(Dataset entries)
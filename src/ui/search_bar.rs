// SPDX-License-Identifier: MPL-2.0
//! URL entry row with the fetch trigger.

use crate::i18n::fluent::I18n;
use crate::ui::design_tokens::{sizing, spacing, typography};
use crate::ui::styles;
use iced::widget::{button, text_input, Row, Text};
use iced::{alignment::Vertical, Element, Length};

/// Contextual data needed to render the search bar.
pub struct ViewContext<'a> {
    pub i18n: &'a I18n,
    pub url: &'a str,
}

/// Messages emitted by the search bar.
#[derive(Debug, Clone)]
pub enum Message {
    UrlChanged(String),
    Submitted,
}

/// Render the URL input and fetch button.
///
/// The button stays pressable while a fetch is in flight; overlapping
/// requests are resolved by the app in arrival order.
pub fn view<'a>(ctx: ViewContext<'a>) -> Element<'a, Message> {
    let input = text_input(&ctx.i18n.tr("search-placeholder"), ctx.url)
        .on_input(Message::UrlChanged)
        .on_submit(Message::Submitted)
        .size(typography::BODY_LG)
        .padding([spacing::XS, spacing::MD])
        .style(styles::text_input::search)
        .width(Length::Fill);

    let fetch_button = button(
        Text::new(ctx.i18n.tr("fetch-button"))
            .size(typography::BODY_LG)
            .align_y(Vertical::Center),
    )
    .on_press(Message::Submitted)
    .height(Length::Fixed(sizing::INPUT_HEIGHT))
    .padding([spacing::XS, spacing::LG])
    .style(styles::button::primary);

    Row::new()
        .spacing(spacing::SM)
        .align_y(Vertical::Center)
        .push(input)
        .push(fetch_button)
        .into()
}

#[cfg(test)]
mod tests {
    use super::*;

    #[test]
    fn search_bar_renders_with_empty_url() {
        let i18n = I18n::default();
        let ctx = ViewContext { i18n: &i18n, url: "" };
        let _element = view(ctx);
    }

    #[test]
    fn search_bar_renders_with_typed_url() {
        let i18n = I18n::default();
        let ctx = ViewContext {
            i18n: &i18n,
            url: "https://example.com/page",
        };
        let _element = view(ctx);
    }
}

TASK TO COMPLETE — Exactly as they appear above, give the entries again.

ANSWER SPACE —
filename src/ui/search_bar.rs
// SPDX-License-Identifier: MPL-2.0
//! URL entry row with the fetch trigger.

use crate::i18n::fluent::I18n;
use crate::ui::design_tokens::{sizing, spacing, typography};
use crate::ui::styles;
use iced::widget::{button, text_input, Row, Text};
use iced::{alignment::Vertical, Element, Length};

/// Contextual data needed to render the search bar.
pub struct ViewContext<'a> {
    pub i18n: &'a I18n,
    pub url: &'a str,
}

/// Messages emitted by the search bar.
#[derive(Debug, Clone)]
pub enum Message {
    UrlChanged(String),
    Submitted,
}

/// Render the URL input and fetch button.
///
/// The button stays pressable while a fetch is in flight; overlapping
/// requests are resolved by the app in arrival order.
pub fn view<'a>(ctx: ViewContext<'a>) -> Element<'a, Message> {
    let input = text_input(&ctx.i18n.tr("search-placeholder"), ctx.url)
        .on_input(Message::UrlChanged)
        .on_submit(Message::Submitted)
        .size(typography::BODY_LG)
        .padding([spacing::XS, spacing::MD])
        .style(styles::text_input::search)
        .width(Length::Fill);

    let fetch_button = button(
        Text::new(ctx.i18n.tr("fetch-button"))
            .size(typography::BODY_LG)
            .align_y(Vertical::Center),
    )
    .on_press(Message::Submitted)
    .height(Length::Fixed(sizing::INPUT_HEIGHT))
    .padding([spacing::XS, spacing::LG])
    .style(styles::button::primary);

    Row::new()
        .spacing(spacing::SM)
        .align_y(Vertical::Center)
        .push(input)
        .push(fetch_button)
        .into()
}

#[cfg(test)]
mod tests {
    use super::*;

    #[test]
    fn search_bar_renders_with_empty_url() {
        let i18n = I18n::default();
        let ctx = ViewContext { i18n: &i18n, url: "" };
        let _element = view(ctx);
    }

    #[test]
    fn search_bar_renders_with_typed_url() {
        let i18n = I18n::default();
        let ctx = ViewContext {
            i18n: &i18n,
            url: "https://example.com/page",
        };
        let _element = view(ctx);
    }
}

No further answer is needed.